Desde luego, podemos afinar nuestras herramientas matemáticas para intentar prever en lo posible este tipo de situaciones, pero NADA podrá evitar en un momento dado el colapso del sistema financiero si no eliminamos el problemas de base. En el relato la solución sugerida por el tonto del pueblo consistía en confinar a los toros en espacios adecuados y dejarnos de tantas especulaciones absurdas. En lo que al sistema financiero se refiere y a las amenazas que dicho sistema proyecta sobre nosotros, las cosas no son muy distintas: la solución pasaría por una entera y radical reformulación del mismo y el modo en que se genera el dinero. Actualmente el dinero se genera de la NADA más auténtica, basta con que alguien pulse una tecla del ordenador y genere un registro contable. El dinero que suponemos existe en el mundo no es sino una cadena vacía de promesas de restituir en determinado momento un valor en depósito que ni siquiera está en manos de los muchos que prometen devolverlo. En resumen, uno deposita cinco euros y luego el banquero compromete esos mismos cinco euros con otros diez clientes que, a su vez, realizan compras a comerciantes en cuyas cuentas bancarias figura transferido ese mismo valor, sin que evidentemente se haya transferido de manera REAL… Y puede que estos comerciantes adquieran con ese depósito ficticio títulos de inversiones en bolsa que, a su vez, incluyan, entre otras, acciones de la empresa de alguno a quienes el mismo banco ha comprometido aquellos famosos cinco euros que sólo existen a estas alturas como una simple y ridícula anotación contable multiplicada por mil…

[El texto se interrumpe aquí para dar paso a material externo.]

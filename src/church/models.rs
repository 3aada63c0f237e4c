use serde::{Deserialize, Serialize};
use sqlx::FromRow;

use crate::common::default_true;

/// Singleton row describing the congregation
#[derive(Debug, Clone, Serialize, Deserialize, FromRow)]
pub struct ChurchInfo {
    pub id: String,
    pub name: String,
    pub tagline: Option<String>,
    pub about: Option<String>,
    pub mission: Option<String>,
    pub vision: Option<String>,
    pub address: Option<String>,
    pub phone: Option<String>,
    pub email: Option<String>,
    pub facebook_url: Option<String>,
    pub instagram_url: Option<String>,
    pub youtube_url: Option<String>,
    pub updated_by: Option<String>,
    pub created_at: String,
    pub updated_at: String,
}

/// Patch for the church info; absent fields keep their value
#[derive(Debug, Clone, Default, Deserialize)]
pub struct UpdateChurchInfoRequest {
    pub name: Option<String>,
    pub tagline: Option<String>,
    pub about: Option<String>,
    pub mission: Option<String>,
    pub vision: Option<String>,
    pub address: Option<String>,
    pub phone: Option<String>,
    pub email: Option<String>,
    pub facebook_url: Option<String>,
    pub instagram_url: Option<String>,
    pub youtube_url: Option<String>,
}

#[derive(Debug, Clone, Serialize, Deserialize, FromRow)]
pub struct ServiceTime {
    pub id: String,
    pub name: String,
    /// 0 = Sunday .. 6 = Saturday
    pub day_of_week: i64,
    /// `HH:MM`
    pub time: String,
    pub description: Option<String>,
    pub location: Option<String>,
    pub is_active: bool,
    pub display_order: i64,
    pub created_at: String,
    pub updated_at: String,
}

#[derive(Debug, Clone, Deserialize)]
pub struct CreateServiceTimeRequest {
    pub name: String,
    pub day_of_week: i64,
    pub time: String,
    pub description: Option<String>,
    pub location: Option<String>,
    #[serde(default = "default_true")]
    pub is_active: bool,
    #[serde(default)]
    pub display_order: i64,
}

#[derive(Debug, Clone, Default, Deserialize)]
pub struct UpdateServiceTimeRequest {
    pub name: Option<String>,
    pub day_of_week: Option<i64>,
    pub time: Option<String>,
    pub description: Option<String>,
    pub location: Option<String>,
    pub is_active: Option<bool>,
    pub display_order: Option<i64>,
}
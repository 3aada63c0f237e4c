//! Identity token issue and verification (HS256)

use chrono::{DateTime, Utc};
use jsonwebtoken::{decode, encode, Algorithm, DecodingKey, EncodingKey, Header, Validation};

use super::models::Claims;
use crate::common::Config;

#[derive(Debug, thiserror::Error)]
pub enum TokenError {
    #[error("token encoding failed: {0}")]
    Encoding(jsonwebtoken::errors::Error),

    #[error("invalid token: {0}")]
    Invalid(jsonwebtoken::errors::Error),
}

pub struct TokenService {
    encoding_key: EncodingKey,
    decoding_key: DecodingKey,
    audience: String,
}

impl TokenService {
    pub fn new(config: &Config) -> Self {
        let key = config.token_signing_key();
        Self {
            encoding_key: EncodingKey::from_secret(key),
            decoding_key: DecodingKey::from_secret(key),
            audience: config.token_audience(),
        }
    }

    pub fn issue(
        &self,
        identity_id: &str,
        email: &str,
        session_id: &str,
        expires_at: DateTime<Utc>,
    ) -> Result<String, TokenError> {
        let claims = Claims {
            sub: identity_id.to_string(),
            email: email.to_string(),
            sid: session_id.to_string(),
            iss: self.audience.clone(),
            aud: self.audience.clone(),
            iat: Utc::now().timestamp() as usize,
            exp: expires_at.timestamp() as usize,
        };

        encode(&Header::new(Algorithm::HS256), &claims, &self.encoding_key)
            .map_err(TokenError::Encoding)
    }

    pub fn verify(&self, token: &str) -> Result<Claims, TokenError> {
        let mut validation = Validation::new(Algorithm::HS256);
        validation.set_audience(&[self.audience.as_str()]);
        validation.set_issuer(&[self.audience.as_str()]);

        decode::<Claims>(token, &self.decoding_key, &validation)
            .map(|data| data.claims)
            .map_err(TokenError::Invalid)
    }
}

/// Pulls the token out of an `Authorization: Bearer <token>` header value.
/// Returns `None` for any other shape.
pub fn bearer_token(header_value: &str) -> Option<&str> {
    let token = header_value.strip_prefix("Bearer ")?.trim();
    if token.is_empty() || token.contains(' ') {
        None
    } else {
        Some(token)
    }
}
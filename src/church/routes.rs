use axum::{
    routing::{get, put},
    Router,
};

use super::handlers;

/// Creates the church info and service times router
///
/// # Routes
/// - `GET /api/church-info` - Church details
/// - `PUT /api/admin/church-info` - Update (creates on first write)
/// - `GET /api/service-times` - Active service times
/// - `GET/POST /api/admin/service-times` - All / create
/// - `PUT/DELETE /api/admin/service-times/:id` - Update / delete
pub fn church_routes() -> Router {
    Router::new()
        .route("/api/church-info", get(handlers::get_church_info))
        .route("/api/admin/church-info", put(handlers::update_church_info))
        .route("/api/service-times", get(handlers::list_public_service_times))
        .route(
            "/api/admin/service-times",
            get(handlers::list_all_service_times).post(handlers::create_service_time),
        )
        .route(
            "/api/admin/service-times/:id",
            put(handlers::update_service_time).delete(handlers::delete_service_time),
        )
}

Y esta es la raíz del problema, no los modelos matemáticos.

Empecemos por contar la verdad. Empecemos por vivir la realidad. Empecemos por tomar conciencia.

Mientras tanto, todos siguen partiéndose de risa con las ocurrencias del tonto del pueblo.

1 comentario »

  1. Tradicionalmente cuando había un problema de falta de liquidez los gobiernos le daban a la maquinita de hacer pasta e inflacción tremebunda al canto, pero al menos pasta no faltaba… Y si no que se lo pregunten a los germanos de entreguerras, que necesitaban tantos ceros que se salían de los billetes al imprimirlos, y cuando iban a la panadería ncesitaban un fajo para comprar una simple barra. Pero ahora hay un problema adicional: Europa no nos deja tirar de la maquinita, el Euro es rígido y no deja margen para gobiernos improvisadores. Adios inflcción, hola carencia de pasta. Total, crisis de todos modos. ¿Y donde esta el ordenador que solucione esos problemas? Tendremos que preguntarle de vez en cuando al tonto del pueblo que nos de uno de sus consejos que seguro que sabrán a gloria. Un saludo, Iván, y muchas gracias por tus artículos tan comprometidos, son clases que hacen pensar en un mundo donde pensar está casi prohibido.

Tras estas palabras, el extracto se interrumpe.